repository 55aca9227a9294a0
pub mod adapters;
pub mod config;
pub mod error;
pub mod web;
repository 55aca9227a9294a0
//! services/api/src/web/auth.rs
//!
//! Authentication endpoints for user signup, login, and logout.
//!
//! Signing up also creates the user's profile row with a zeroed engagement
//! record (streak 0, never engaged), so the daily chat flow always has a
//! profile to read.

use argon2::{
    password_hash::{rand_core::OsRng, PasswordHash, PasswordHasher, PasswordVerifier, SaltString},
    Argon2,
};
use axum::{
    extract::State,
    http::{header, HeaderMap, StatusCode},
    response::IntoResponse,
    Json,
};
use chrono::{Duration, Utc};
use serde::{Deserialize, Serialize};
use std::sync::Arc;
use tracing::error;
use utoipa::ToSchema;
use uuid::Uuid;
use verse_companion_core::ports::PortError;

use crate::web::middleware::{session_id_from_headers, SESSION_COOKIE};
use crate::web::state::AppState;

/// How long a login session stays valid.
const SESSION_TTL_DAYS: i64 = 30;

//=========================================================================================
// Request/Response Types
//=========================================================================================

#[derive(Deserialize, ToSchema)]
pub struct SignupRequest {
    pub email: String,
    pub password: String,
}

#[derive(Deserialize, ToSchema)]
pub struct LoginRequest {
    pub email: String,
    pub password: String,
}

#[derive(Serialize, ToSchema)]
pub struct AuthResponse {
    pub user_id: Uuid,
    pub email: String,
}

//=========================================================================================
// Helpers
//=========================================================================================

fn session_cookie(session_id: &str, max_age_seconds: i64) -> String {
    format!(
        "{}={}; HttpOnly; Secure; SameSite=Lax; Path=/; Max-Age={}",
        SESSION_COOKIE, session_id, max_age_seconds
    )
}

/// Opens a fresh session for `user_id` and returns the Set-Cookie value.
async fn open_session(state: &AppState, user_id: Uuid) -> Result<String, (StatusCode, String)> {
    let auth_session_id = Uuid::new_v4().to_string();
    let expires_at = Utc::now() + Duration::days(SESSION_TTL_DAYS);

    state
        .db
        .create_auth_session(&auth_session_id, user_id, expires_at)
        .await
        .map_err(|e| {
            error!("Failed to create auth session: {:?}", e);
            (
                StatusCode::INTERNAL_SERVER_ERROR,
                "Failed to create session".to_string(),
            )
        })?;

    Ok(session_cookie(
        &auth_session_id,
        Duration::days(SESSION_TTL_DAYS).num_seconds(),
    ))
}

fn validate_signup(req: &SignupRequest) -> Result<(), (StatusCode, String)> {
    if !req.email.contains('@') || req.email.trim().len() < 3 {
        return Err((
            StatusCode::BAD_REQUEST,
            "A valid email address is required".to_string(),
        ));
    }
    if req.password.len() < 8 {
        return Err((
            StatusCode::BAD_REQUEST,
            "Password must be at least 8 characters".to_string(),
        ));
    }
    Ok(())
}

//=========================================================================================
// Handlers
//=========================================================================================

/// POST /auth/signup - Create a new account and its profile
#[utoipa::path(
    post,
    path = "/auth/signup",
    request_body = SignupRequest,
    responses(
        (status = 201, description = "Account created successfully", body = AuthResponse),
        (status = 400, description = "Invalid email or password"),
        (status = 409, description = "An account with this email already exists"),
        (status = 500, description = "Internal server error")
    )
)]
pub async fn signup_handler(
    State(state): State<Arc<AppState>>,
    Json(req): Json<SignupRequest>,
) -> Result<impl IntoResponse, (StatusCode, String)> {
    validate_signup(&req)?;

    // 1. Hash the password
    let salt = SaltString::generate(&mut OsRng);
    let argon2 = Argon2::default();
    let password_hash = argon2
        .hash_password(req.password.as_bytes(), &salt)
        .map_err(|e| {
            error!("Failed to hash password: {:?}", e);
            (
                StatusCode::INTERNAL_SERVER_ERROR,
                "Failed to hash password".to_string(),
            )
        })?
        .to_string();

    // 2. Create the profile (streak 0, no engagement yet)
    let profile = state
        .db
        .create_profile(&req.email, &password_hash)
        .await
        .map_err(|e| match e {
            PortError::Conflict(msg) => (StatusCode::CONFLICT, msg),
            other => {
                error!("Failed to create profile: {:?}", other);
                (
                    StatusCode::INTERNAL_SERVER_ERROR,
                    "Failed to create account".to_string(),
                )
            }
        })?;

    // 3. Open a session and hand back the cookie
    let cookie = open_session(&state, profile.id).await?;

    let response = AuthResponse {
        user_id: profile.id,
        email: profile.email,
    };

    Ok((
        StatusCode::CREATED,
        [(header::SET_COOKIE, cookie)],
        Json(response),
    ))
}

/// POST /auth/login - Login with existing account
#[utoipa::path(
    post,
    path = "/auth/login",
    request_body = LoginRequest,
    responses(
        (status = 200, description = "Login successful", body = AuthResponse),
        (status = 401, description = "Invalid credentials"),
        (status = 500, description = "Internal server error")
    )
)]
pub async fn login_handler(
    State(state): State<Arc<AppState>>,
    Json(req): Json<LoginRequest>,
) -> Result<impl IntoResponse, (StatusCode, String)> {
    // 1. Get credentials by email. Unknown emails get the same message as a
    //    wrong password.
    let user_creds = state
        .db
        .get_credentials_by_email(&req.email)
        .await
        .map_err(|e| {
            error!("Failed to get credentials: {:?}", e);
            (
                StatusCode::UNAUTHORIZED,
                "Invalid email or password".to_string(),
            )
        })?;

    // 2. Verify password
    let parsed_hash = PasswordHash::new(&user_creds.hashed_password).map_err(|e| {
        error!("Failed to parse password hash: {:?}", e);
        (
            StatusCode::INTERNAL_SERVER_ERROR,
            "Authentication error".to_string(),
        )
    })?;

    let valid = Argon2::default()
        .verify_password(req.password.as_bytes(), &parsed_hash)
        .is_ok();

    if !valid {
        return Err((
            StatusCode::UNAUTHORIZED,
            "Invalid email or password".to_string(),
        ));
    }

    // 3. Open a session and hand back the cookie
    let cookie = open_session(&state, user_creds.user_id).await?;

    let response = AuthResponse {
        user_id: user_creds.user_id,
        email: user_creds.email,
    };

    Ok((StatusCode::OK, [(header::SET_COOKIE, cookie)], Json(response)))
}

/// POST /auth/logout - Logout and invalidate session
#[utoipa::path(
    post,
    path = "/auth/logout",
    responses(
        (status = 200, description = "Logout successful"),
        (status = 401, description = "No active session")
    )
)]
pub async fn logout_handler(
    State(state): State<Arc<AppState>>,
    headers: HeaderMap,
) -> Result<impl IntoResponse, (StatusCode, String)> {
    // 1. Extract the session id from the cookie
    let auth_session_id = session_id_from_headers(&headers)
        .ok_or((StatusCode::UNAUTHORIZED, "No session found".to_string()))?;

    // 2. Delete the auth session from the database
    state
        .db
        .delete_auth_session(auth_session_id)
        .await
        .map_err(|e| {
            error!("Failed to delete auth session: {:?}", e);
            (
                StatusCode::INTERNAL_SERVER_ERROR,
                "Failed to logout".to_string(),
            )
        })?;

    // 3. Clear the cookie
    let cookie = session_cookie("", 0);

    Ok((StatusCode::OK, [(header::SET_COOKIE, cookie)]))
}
══════
▸ Work to be completed
Your task is to output the full set of records exactly as presented.

▸ Written reply
repository 55aca9227a9294a0
pub mod adapters;
pub mod config;
pub mod error;
pub mod web;
repository 55aca9227a9294a0
//! services/api/src/web/auth.rs
//!
//! Authentication endpoints for user signup, login, and logout.
//!
//! Signing up also creates the user's profile row with a zeroed engagement
//! record (streak 0, never engaged), so the daily chat flow always has a
//! profile to read.

use argon2::{
    password_hash::{rand_core::OsRng, PasswordHash, PasswordHasher, PasswordVerifier, SaltString},
    Argon2,
};
use axum::{
    extract::State,
    http::{header, HeaderMap, StatusCode},
    response::IntoResponse,
    Json,
};
use chrono::{Duration, Utc};
use serde::{Deserialize, Serialize};
use std::sync::Arc;
use tracing::error;
use utoipa::ToSchema;
use uuid::Uuid;
use verse_companion_core::ports::PortError;

use crate::web::middleware::{session_id_from_headers, SESSION_COOKIE};
use crate::web::state::AppState;

/// How long a login session stays valid.
const SESSION_TTL_DAYS: i64 = 30;

//=========================================================================================
// Request/Response Types
//=========================================================================================

#[derive(Deserialize, ToSchema)]
pub struct SignupRequest {
    pub email: String,
    pub password: String,
}

#[derive(Deserialize, ToSchema)]
pub struct LoginRequest {
    pub email: String,
    pub password: String,
}

#[derive(Serialize, ToSchema)]
pub struct AuthResponse {
    pub user_id: Uuid,
    pub email: String,
}

//=========================================================================================
// Helpers
//=========================================================================================

fn session_cookie(session_id: &str, max_age_seconds: i64) -> String {
    format!(
        "{}={}; HttpOnly; Secure; SameSite=Lax; Path=/; Max-Age={}",
        SESSION_COOKIE, session_id, max_age_seconds
    )
}

/// Opens a fresh session for `user_id` and returns the Set-Cookie value.
async fn open_session(state: &AppState, user_id: Uuid) -> Result<String, (StatusCode, String)> {
    let auth_session_id = Uuid::new_v4().to_string();
    let expires_at = Utc::now() + Duration::days(SESSION_TTL_DAYS);

    state
        .db
        .create_auth_session(&auth_session_id, user_id, expires_at)
        .await
        .map_err(|e| {
            error!("Failed to create auth session: {:?}", e);
            (
                StatusCode::INTERNAL_SERVER_ERROR,
                "Failed to create session".to_string(),
            )
        })?;

    Ok(session_cookie(
        &auth_session_id,
        Duration::days(SESSION_TTL_DAYS).num_seconds(),
    ))
}

fn validate_signup(req: &SignupRequest) -> Result<(), (StatusCode, String)> {
    if !req.email.contains('@') || req.email.trim().len() < 3 {
        return Err((
            StatusCode::BAD_REQUEST,
            "A valid email address is required".to_string(),
        ));
    }
    if req.password.len() < 8 {
        return Err((
            StatusCode::BAD_REQUEST,
            "Password must be at least 8 characters".to_string(),
        ));
    }
    Ok(())
}

//=========================================================================================
// Handlers
//=========================================================================================

/// POST /auth/signup - Create a new account and its profile
#[utoipa::path(
    post,
    path = "/auth/signup",
    request_body = SignupRequest,
    responses(
        (status = 201, description = "Account created successfully", body = AuthResponse),
        (status = 400, description = "Invalid email or password"),
        (status = 409, description = "An account with this email already exists"),
        (status = 500, description = "Internal server error")
    )
)]
pub async fn signup_handler(
    State(state): State<Arc<AppState>>,
    Json(req): Json<SignupRequest>,
) -> Result<impl IntoResponse, (StatusCode, String)> {
    validate_signup(&req)?;

    // 1. Hash the password
    let salt = SaltString::generate(&mut OsRng);
    let argon2 = Argon2::default();
    let password_hash = argon2
        .hash_password(req.password.as_bytes(), &salt)
        .map_err(|e| {
            error!("Failed to hash password: {:?}", e);
            (
                StatusCode::INTERNAL_SERVER_ERROR,
                "Failed to hash password".to_string(),
            )
        })?
        .to_string();

    // 2. Create the profile (streak 0, no engagement yet)
    let profile = state
        .db
        .create_profile(&req.email, &password_hash)
        .await
        .map_err(|e| match e {
            PortError::Conflict(msg) => (StatusCode::CONFLICT, msg),
            other => {
                error!("Failed to create profile: {:?}", other);
                (
                    StatusCode::INTERNAL_SERVER_ERROR,
                    "Failed to create account".to_string(),
                )
            }
        })?;

    // 3. Open a session and hand back the cookie
    let cookie = open_session(&state, profile.id).await?;

    let response = AuthResponse {
        user_id: profile.id,
        email: profile.email,
    };

    Ok((
        StatusCode::CREATED,
        [(header::SET_COOKIE, cookie)],
        Json(response),
    ))
}

/// POST /auth/login - Login with existing account
#[utoipa::path(
    post,
    path = "/auth/login",
    request_body = LoginRequest,
    responses(
        (status = 200, description = "Login successful", body = AuthResponse),
        (status = 401, description = "Invalid credentials"),
        (status = 500, description = "Internal server error")
    )
)]
pub async fn login_handler(
    State(state): State<Arc<AppState>>,
    Json(req): Json<LoginRequest>,
) -> Result<impl IntoResponse, (StatusCode, String)> {
    // 1. Get credentials by email. Unknown emails get the same message as a
    //    wrong password.
    let user_creds = state
        .db
        .get_credentials_by_email(&req.email)
        .await
        .map_err(|e| {
            error!("Failed to get credentials: {:?}", e);
            (
                StatusCode::UNAUTHORIZED,
                "Invalid email or password".to_string(),
            )
        })?;

    // 2. Verify password
    let parsed_hash = PasswordHash::new(&user_creds.hashed_password).map_err(|e| {
        error!("Failed to parse password hash: {:?}", e);
        (
            StatusCode::INTERNAL_SERVER_ERROR,
            "Authentication error".to_string(),
        )
    })?;

    let valid = Argon2::default()
        .verify_password(req.password.as_bytes(), &parsed_hash)
        .is_ok();

    if !valid {
        return Err((
            StatusCode::UNAUTHORIZED,
            "Invalid email or password".to_string(),
        ));
    }

    // 3. Open a session and hand back the cookie
    let cookie = open_session(&state, user_creds.user_id).await?;

    let response = AuthResponse {
        user_id: user_creds.user_id,
        email: user_creds.email,
    };

    Ok((StatusCode::OK, [(header::SET_COOKIE, cookie)], Json(response)))
}

/// POST /auth/logout - Logout and invalidate session
#[utoipa::path(
    post,
    path = "/auth/logout",
    responses(
        (status = 200, description = "Logout successful"),
        (status = 401, description = "No active session")
    )
)]
pub async fn logout_handler(
    State(state): State<Arc<AppState>>,
    headers: HeaderMap,
) -> Result<impl IntoResponse, (StatusCode, String)> {
    // 1. Extract the session id from the cookie
    let auth_session_id = session_id_from_headers(&headers)
        .ok_or((StatusCode::UNAUTHORIZED, "No session found".to_string()))?;

    // 2. Delete the auth session from the database
    state
        .db
        .delete_auth_session(auth_session_id)
        .await
        .map_err(|e| {
            error!("Failed to delete auth session: {:?}", e);
            (
                StatusCode::INTERNAL_SERVER_ERROR,
                "Failed to logout".to_string(),
            )
        })?;

    // 3. Clear the cookie
    let cookie = session_cookie("", 0);

    Ok((StatusCode::OK, [(header::SET_COOKIE, cookie)]))
}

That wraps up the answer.